▶ [Source material]
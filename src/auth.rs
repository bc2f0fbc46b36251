//! Caller identity.
//!
//! Session issuance lives elsewhere; this module only verifies bearer tokens
//! minted by that collaborator and exposes the resulting [`CallerIdentity`].

use axum::{
    extract::{ConnectInfo, FromRequestParts, Request, State},
    http::{StatusCode, header, request::Parts},
    middleware::Next,
    response::Response,
};
use jsonwebtoken::{Algorithm, DecodingKey, Validation, decode};
use serde::{Deserialize, Serialize};
use std::{convert::Infallible, net::SocketAddr, sync::Arc, time::Duration};

use crate::{
    errors::{AppError, GatewayError},
    services::hooks::RequestSnapshot,
};

const ADMIN_ROLE: &str = "admin";

/// The authenticated principal behind a request.
#[derive(Clone, Debug, PartialEq, Eq)]
pub struct CallerIdentity {
    pub user_id: String,
    pub app_id: Option<String>,
    pub roles: Vec<String>,
}

impl CallerIdentity {
    pub fn is_admin(&self) -> bool {
        self.roles.iter().any(|role| role == ADMIN_ROLE)
    }
}

/// Token verification settings.
#[derive(Clone)]
pub struct AuthConfig {
    pub jwt_secret: String,
    pub issuer: Option<String>,
    pub leeway: Duration,
}

impl std::fmt::Debug for AuthConfig {
    fn fmt(&self, f: &mut std::fmt::Formatter<'_>) -> std::fmt::Result {
        f.debug_struct("AuthConfig")
            .field("jwt_secret", &"<redacted>")
            .field("issuer", &self.issuer)
            .field("leeway", &self.leeway)
            .finish()
    }
}

#[derive(Debug, Serialize, Deserialize)]
struct Claims {
    sub: String,
    #[serde(default, skip_serializing_if = "Option::is_none")]
    app_id: Option<String>,
    #[serde(default)]
    roles: Vec<String>,
    exp: u64,
    #[serde(default, skip_serializing_if = "Option::is_none")]
    iss: Option<String>,
}

pub struct JwtVerifier {
    key: DecodingKey,
    validation: Validation,
    #[cfg(test)]
    config: AuthConfig,
}

impl JwtVerifier {
    pub fn new(config: AuthConfig) -> Self {
        let mut validation = Validation::new(Algorithm::HS256);
        if let Some(issuer) = &config.issuer {
            validation.set_issuer(&[issuer]);
        }
        validation.leeway = config.leeway.as_secs();

        Self {
            key: DecodingKey::from_secret(config.jwt_secret.as_bytes()),
            validation,
            #[cfg(test)]
            config,
        }
    }

    pub fn verify(&self, token: &str) -> Result<CallerIdentity, AppError> {
        let data = decode::<Claims>(token, &self.key, &self.validation).map_err(|err| {
            tracing::debug!(error = %err, "rejected bearer token");
            AppError::new(StatusCode::UNAUTHORIZED, "invalid bearer token")
        })?;
        let claims = data.claims;
        Ok(CallerIdentity {
            user_id: claims.sub,
            app_id: claims.app_id,
            roles: claims.roles,
        })
    }

    /// Mint a token for `identity`; used by tests standing in for the session service.
    #[cfg(test)]
    pub fn issue(&self, identity: &CallerIdentity, ttl: Duration) -> String {
        use jsonwebtoken::{EncodingKey, Header, encode};

        let exp = chrono::Utc::now().timestamp() as u64 + ttl.as_secs();
        let claims = Claims {
            sub: identity.user_id.clone(),
            app_id: identity.app_id.clone(),
            roles: identity.roles.clone(),
            exp,
            iss: self.config.issuer.clone(),
        };
        encode(
            &Header::new(Algorithm::HS256),
            &claims,
            &EncodingKey::from_secret(self.config.jwt_secret.as_bytes()),
        )
        .expect("encode test token")
    }
}

/// Resolve `Authorization: Bearer` into a [`CallerIdentity`] extension.
///
/// Requests without the header pass through anonymously; handlers that need an
/// identity reject them through the extractor.
pub async fn identity_middleware(
    State(verifier): State<Arc<JwtVerifier>>,
    mut req: Request,
    next: Next,
) -> Result<Response, AppError> {
    let Some(value) = req.headers().get(header::AUTHORIZATION) else {
        return Ok(next.run(req).await);
    };
    let token = value
        .to_str()
        .ok()
        .and_then(|raw| raw.strip_prefix("Bearer "))
        .ok_or_else(|| {
            AppError::new(StatusCode::UNAUTHORIZED, "invalid authorization header format")
        })?;

    let identity = verifier.verify(token.trim())?;
    req.extensions_mut().insert(identity);
    Ok(next.run(req).await)
}

impl<S> FromRequestParts<S> for CallerIdentity
where
    S: Send + Sync,
{
    type Rejection = AppError;

    async fn from_request_parts(parts: &mut Parts, _state: &S) -> Result<Self, Self::Rejection> {
        parts
            .extensions
            .get::<CallerIdentity>()
            .cloned()
            .ok_or_else(|| GatewayError::Unauthorized.into())
    }
}

fn client_ip(parts: &Parts) -> Option<String> {
    let forwarded = parts
        .headers
        .get("x-forwarded-for")
        .and_then(|v| v.to_str().ok())
        .and_then(|v| v.split(',').next())
        .map(|v| v.trim().to_string())
        .filter(|v| !v.is_empty());
    let real_ip = || {
        parts
            .headers
            .get("x-real-ip")
            .and_then(|v| v.to_str().ok())
            .map(|v| v.trim().to_string())
    };
    let peer = || {
        parts
            .extensions
            .get::<ConnectInfo<SocketAddr>>()
            .map(|ConnectInfo(addr)| addr.ip().to_string())
    };
    forwarded.or_else(real_ip).or_else(peer)
}

impl<S> FromRequestParts<S> for RequestSnapshot
where
    S: Send + Sync,
{
    type Rejection = Infallible;

    async fn from_request_parts(parts: &mut Parts, _state: &S) -> Result<Self, Self::Rejection> {
        let headers = parts
            .headers
            .iter()
            .filter(|(name, _)| *name != header::AUTHORIZATION && *name != header::COOKIE)
            .filter_map(|(name, value)| {
                value
                    .to_str()
                    .ok()
                    .map(|v| (name.as_str().to_string(), v.to_string()))
            })
            .collect();

        Ok(RequestSnapshot {
            method: parts.method.to_string(),
            path: parts.uri.path().to_string(),
            headers,
            client_ip: client_ip(parts),
        })
    }
}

▶ [Exercise aim]
Please retype the listing above with no line missing.

▶ [Written answer]
filename src/auth.rs
repository bc2f0fbc46b36251
//! Caller identity.
//!
//! Session issuance lives elsewhere; this module only verifies bearer tokens
//! minted by that collaborator and exposes the resulting [`CallerIdentity`].

use axum::{
    extract::{ConnectInfo, FromRequestParts, Request, State},
    http::{StatusCode, header, request::Parts},
    middleware::Next,
    response::Response,
};
use jsonwebtoken::{Algorithm, DecodingKey, Validation, decode};
use serde::{Deserialize, Serialize};
use std::{convert::Infallible, net::SocketAddr, sync::Arc, time::Duration};

use crate::{
    errors::{AppError, GatewayError},
    services::hooks::RequestSnapshot,
};

const ADMIN_ROLE: &str = "admin";

/// The authenticated principal behind a request.
#[derive(Clone, Debug, PartialEq, Eq)]
pub struct CallerIdentity {
    pub user_id: String,
    pub app_id: Option<String>,
    pub roles: Vec<String>,
}

impl CallerIdentity {
    pub fn is_admin(&self) -> bool {
        self.roles.iter().any(|role| role == ADMIN_ROLE)
    }
}

/// Token verification settings.
#[derive(Clone)]
pub struct AuthConfig {
    pub jwt_secret: String,
    pub issuer: Option<String>,
    pub leeway: Duration,
}

impl std::fmt::Debug for AuthConfig {
    fn fmt(&self, f: &mut std::fmt::Formatter<'_>) -> std::fmt::Result {
        f.debug_struct("AuthConfig")
            .field("jwt_secret", &"<redacted>")
            .field("issuer", &self.issuer)
            .field("leeway", &self.leeway)
            .finish()
    }
}

#[derive(Debug, Serialize, Deserialize)]
struct Claims {
    sub: String,
    #[serde(default, skip_serializing_if = "Option::is_none")]
    app_id: Option<String>,
    #[serde(default)]
    roles: Vec<String>,
    exp: u64,
    #[serde(default, skip_serializing_if = "Option::is_none")]
    iss: Option<String>,
}

pub struct JwtVerifier {
    key: DecodingKey,
    validation: Validation,
    #[cfg(test)]
    config: AuthConfig,
}

impl JwtVerifier {
    pub fn new(config: AuthConfig) -> Self {
        let mut validation = Validation::new(Algorithm::HS256);
        if let Some(issuer) = &config.issuer {
            validation.set_issuer(&[issuer]);
        }
        validation.leeway = config.leeway.as_secs();

        Self {
            key: DecodingKey::from_secret(config.jwt_secret.as_bytes()),
            validation,
            #[cfg(test)]
            config,
        }
    }

    pub fn verify(&self, token: &str) -> Result<CallerIdentity, AppError> {
        let data = decode::<Claims>(token, &self.key, &self.validation).map_err(|err| {
            tracing::debug!(error = %err, "rejected bearer token");
            AppError::new(StatusCode::UNAUTHORIZED, "invalid bearer token")
        })?;
        let claims = data.claims;
        Ok(CallerIdentity {
            user_id: claims.sub,
            app_id: claims.app_id,
            roles: claims.roles,
        })
    }

    /// Mint a token for `identity`; used by tests standing in for the session service.
    #[cfg(test)]
    pub fn issue(&self, identity: &CallerIdentity, ttl: Duration) -> String {
        use jsonwebtoken::{EncodingKey, Header, encode};

        let exp = chrono::Utc::now().timestamp() as u64 + ttl.as_secs();
        let claims = Claims {
            sub: identity.user_id.clone(),
            app_id: identity.app_id.clone(),
            roles: identity.roles.clone(),
            exp,
            iss: self.config.issuer.clone(),
        };
        encode(
            &Header::new(Algorithm::HS256),
            &claims,
            &EncodingKey::from_secret(self.config.jwt_secret.as_bytes()),
        )
        .expect("encode test token")
    }
}

/// Resolve `Authorization: Bearer` into a [`CallerIdentity`] extension.
///
/// Requests without the header pass through anonymously; handlers that need an
/// identity reject them through the extractor.
pub async fn identity_middleware(
    State(verifier): State<Arc<JwtVerifier>>,
    mut req: Request,
    next: Next,
) -> Result<Response, AppError> {
    let Some(value) = req.headers().get(header::AUTHORIZATION) else {
        return Ok(next.run(req).await);
    };
    let token = value
        .to_str()
        .ok()
        .and_then(|raw| raw.strip_prefix("Bearer "))
        .ok_or_else(|| {
            AppError::new(StatusCode::UNAUTHORIZED, "invalid authorization header format")
        })?;

    let identity = verifier.verify(token.trim())?;
    req.extensions_mut().insert(identity);
    Ok(next.run(req).await)
}

impl<S> FromRequestParts<S> for CallerIdentity
where
    S: Send + Sync,
{
    type Rejection = AppError;

    async fn from_request_parts(parts: &mut Parts, _state: &S) -> Result<Self, Self::Rejection> {
        parts
            .extensions
            .get::<CallerIdentity>()
            .cloned()
            .ok_or_else(|| GatewayError::Unauthorized.into())
    }
}

fn client_ip(parts: &Parts) -> Option<String> {
    let forwarded = parts
        .headers
        .get("x-forwarded-for")
        .and_then(|v| v.to_str().ok())
        .and_then(|v| v.split(',').next())
        .map(|v| v.trim().to_string())
        .filter(|v| !v.is_empty());
    let real_ip = || {
        parts
            .headers
            .get("x-real-ip")
            .and_then(|v| v.to_str().ok())
            .map(|v| v.trim().to_string())
    };
    let peer = || {
        parts
            .extensions
            .get::<ConnectInfo<SocketAddr>>()
            .map(|ConnectInfo(addr)| addr.ip().to_string())
    };
    forwarded.or_else(real_ip).or_else(peer)
}

impl<S> FromRequestParts<S> for RequestSnapshot
where
    S: Send + Sync,
{
    type Rejection = Infallible;

    async fn from_request_parts(parts: &mut Parts, _state: &S) -> Result<Self, Self::Rejection> {
        let headers = parts
            .headers
            .iter()
            .filter(|(name, _)| *name != header::AUTHORIZATION && *name != header::COOKIE)
            .filter_map(|(name, value)| {
                value
                    .to_str()
                    .ok()
                    .map(|v| (name.as_str().to_string(), v.to_string()))
            })
            .collect();

        Ok(RequestSnapshot {
            method: parts.method.to_string(),
            path: parts.uri.path().to_string(),
            headers,
            client_ip: client_ip(parts),
        })
    }
}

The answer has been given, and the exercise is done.